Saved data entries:

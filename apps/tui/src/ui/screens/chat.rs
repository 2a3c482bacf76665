use crate::app::App;
use crate::ui::widgets::charts::render_pie_chart;
use crate::ui::widgets::status::{render_error, render_loading, render_placeholder};
use econ_dash::api::ChatReply;
use econ_dash::fetch::FetchState;
use ratatui::layout::{Constraint, Direction, Layout, Rect};
use ratatui::style::{Color, Modifier, Style};
use ratatui::text::{Line as TextLine, Span, Text};
use ratatui::widgets::{Block, Borders, Paragraph, Wrap};
use ratatui::Frame;

pub fn render_chat(app: &App, f: &mut Frame<'_>, area: Rect) {
    let layout = Layout::default()
        .direction(Direction::Vertical)
        .constraints([Constraint::Length(3), Constraint::Min(5)])
        .split(area);

    render_prompt_input(app, f, layout[0]);

    let body = layout[1];
    match app.chat.reply.state() {
        None => render_placeholder(
            f,
            body,
            " Reply ",
            "Ask a question, e.g. \"CO2 emissions by sector as a pie chart\"",
        ),
        Some(FetchState::Loading) => render_loading(app, f, body, "Waiting for reply..."),
        Some(FetchState::Error(message)) => render_error(f, body, message, "Press F5 to resend"),
        Some(FetchState::Success(ChatReply::Pie(pie))) => render_pie_chart(pie, f, body),
        Some(FetchState::Success(ChatReply::Text(text))) => render_text_reply(app, text, f, body),
    }
}

fn render_prompt_input(app: &App, f: &mut Frame<'_>, area: Rect) {
    let block = Block::default()
        .title(" Prompt ")
        .title_style(Style::default().fg(Color::Green))
        .borders(Borders::ALL)
        .border_style(Style::default().fg(Color::Green));

    let cursor = cursor_char(app.animation_counter);
    let line = TextLine::from(vec![
        Span::styled("> ", Style::default().fg(Color::Green)),
        Span::raw(app.chat.input.as_str()),
        Span::styled(cursor, Style::default().fg(Color::Green)),
    ]);

    f.render_widget(Paragraph::new(line).block(block), area);
}

fn render_text_reply(app: &App, text: &str, f: &mut Frame<'_>, area: Rect) {
    let block = Block::default()
        .title(" Reply ")
        .borders(Borders::ALL)
        .border_style(Style::default().fg(Color::Cyan));

    let mut lines = Vec::new();
    if let Some(prompt) = &app.chat.last_prompt {
        lines.push(TextLine::from(Span::styled(
            format!("You: {prompt}"),
            Style::default().fg(Color::Gray).add_modifier(Modifier::ITALIC),
        )));
        lines.push(TextLine::from(""));
    }
    lines.extend(text.lines().map(|line| TextLine::from(line.to_string())));

    let paragraph = Paragraph::new(Text::from(lines))
        .block(block)
        .wrap(Wrap { trim: false });
    f.render_widget(paragraph, area);
}

/// Blinking block cursor driven by the animation phase.
pub fn cursor_char(animation_counter: f64) -> &'static str {
    if animation_counter.sin() >= 0.0 {
        "█"
    } else {
        " "
    }
}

About this task: Give back exactly the lines from the first line of the records through the line holding "use econ_dash::fetch::FetchState;", including both of those lines and leaving out all others.

Solution:
filename apps/tui/src/ui/screens/chat.rs
repository 2a3c482bacf76665
use crate::app::App;
use crate::ui::widgets::charts::render_pie_chart;
use crate::ui::widgets::status::{render_error, render_loading, render_placeholder};
use econ_dash::api::ChatReply;
use econ_dash::fetch::FetchState;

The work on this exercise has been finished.